With markets still adjusting to the latest Fed decision, sterling, along with the rest of the G10, fell against the dollar yesterday. At the time of writing, the pound sits over 1.3% lower against the dollar this week as the repricing in the rate space continues to weigh, however, sterling’s outperformance against the euro within this environment has been notable. Thus far this week, the pound’s gains against the euro sit at 0.6% as GBPEUR returns to recent highs. Expectations for the Bank of England next week may provide some stability for the pound, which trades relatively flat against the dollar and marginally higher against the euro this morning. Money markets are now fully pricing in a 25bps hike from the Old Lady on Thursday, with current rates for December’s meeting sitting much higher at 1.35%. While there is some risk the BoE won’t hike rates next week, given they haven’t conducted successive rate hikes since 2004, we think this risk is negligible in the current inflation environment. Today, no economic data is set for release, meaning the emphasis remains on the rates space and post-Fed adjustments. Meanwhile, in politics, pressure is mounting on Boris Johnson to delay plans for a £12bn national insurance rise in April in order for him to save his job. Meanwhile, police this morning have asked Sue Gray, the senior civil servant in charge of investigating any breaches, to refrain from including details of the parties as they continue to investigate the manner. This is only likely to hold up the timing of the report’s release.
The euro got its teeth kicked in by further rising US Treasury yields and became the worst G10 performer in yesterday’s session as it plummeted to lows against USD last seen in June 2020. While EURUSD was already being weighed down by rising US yields and rising tensions between Russia-Ukraine, the FOMC decision from the night before only weighed further on the pair as market expectations for rate hikes by the Fed have now increased even further and the euro is one of the more sensitive G10 currencies to yield differentials and therefore increased expectations of Fed policy tightening. This morning’s upside surprises to French and Spanish GDP failed to spark some bullish EUR sentiment, ahead of German GDP at 09:00 GMT and before markets turn to the European Central Bank meeting of next week.

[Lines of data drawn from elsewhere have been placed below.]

//! Accounts, sessions, and identity federation for the gatekeep gateway.
//!
//! This crate holds the storage-independent half of the gateway:
//! - Account records, their lifecycle states, and creation rules (`User`, `NewUser`)
//! - Conflict resolution for concurrent account creation (`resolve_conflicts`)
//! - Sessions, copy-paste tokens, and secret generation
//! - The `IdentityProvider` trait implemented per cloud by the server
//! - Access requirements checked against a resolved caller
//!
//! # Example
//!
//! ```
//! use gatekeep_platform_access::{NewUser, ReusePolicy, Resolution, resolve_conflicts};
//!
//! let signup = NewUser::signup("alice".to_string(), "abc123".to_string());
//! signup.validate().expect("valid signup");
//!
//! let outcome = resolve_conflicts(&signup, &[], ReusePolicy::default());
//! assert_eq!(outcome, Ok(Resolution::Insert));
//! ```

pub mod account;
pub mod auth;
pub mod context;
pub mod error;
pub mod federation;
pub mod oidc;
pub mod role;
pub mod session;
pub mod token;
pub mod user;

pub use account::{Resolution, ReusePolicy, resolve_conflicts};
pub use auth::{AuthenticatedUser, CredentialSource};
pub use context::{FlashMessage, FlowCaller, MessageKind, SessionContext};
pub use error::{AccountError, AccountErrorKind, AuthenticationError, AuthorizationError};
pub use federation::{
    CallbackParams, FlowInitiation, FlowState, IdentityProvider, ProviderKind, VerifiedIdentity,
};
pub use oidc::{CliClientConfig, Cloud, OidcConfig};
pub use role::{Requirement, Role};
pub use session::{CopyPasteToken, SESSION_ID_LEN, SessionId};
pub use user::{AccountState, NewUser, User};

The US dollar saw another swathe of strength yesterday, clearly driven by a hawkish Fed and rising front-end yields while the currency also finds support in the lingering Russia-Ukraine tensions. Market bets on rate hikes by the Federal Reserve have increased since Wednesday evening’s meeting, even as market pricing was aggressive ahead of the meeting already and risks were therefore tilted to the Fed underdelivering. Policymakers have shown increased concerns over the inflation outlook, which was notable in Powell’s press conference, which puts increased focus on today’s core PCE price index figure – the Fed’s preferred measure of inflation. The figure is expected to rise further to 4.8% from December’s 4.7%, which would only confirm the current aggressive pricing by markets.

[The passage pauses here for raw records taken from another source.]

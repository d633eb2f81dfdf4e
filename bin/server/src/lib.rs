//! gatekeep authentication gateway.
//!
//! Federates login with an OIDC provider, issues sessions and copy-paste
//! tokens, manages the account lifecycle, and answers credential checks
//! for other services.

pub mod auth;
pub mod config;
pub mod error;
pub mod router;
//! Core identifiers and error plumbing shared by the gatekeep crates.

pub mod error;
pub mod id;

pub use error::Result;
pub use id::{ParseIdError, RoleId, UserId};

The Canadian dollar remained under pressure in yesterday’s session as it extended Wednesday’s losses by 0.58% over the course of the session. The pressure placed on the loonie wasn’t isolated, however, with the whole of the G10 space slipping against the greenback as front-end US yields rose above 1.2%. Markets correlated with the loonie’s performance, such as US equity markets and North American commodities, also slipped in yesterday’s trading, meaning there was little shelter for the loonie from the US dollar’s rampage. This morning, conditions seem somewhat calmer than in yesterday’s market as US yields continue to trade around recent highs but show no signs of breaking to the upside like in yesterday’s session. Focus for CAD traders will still rest on cross-asset performance, however, in light of an empty event calendar domestically.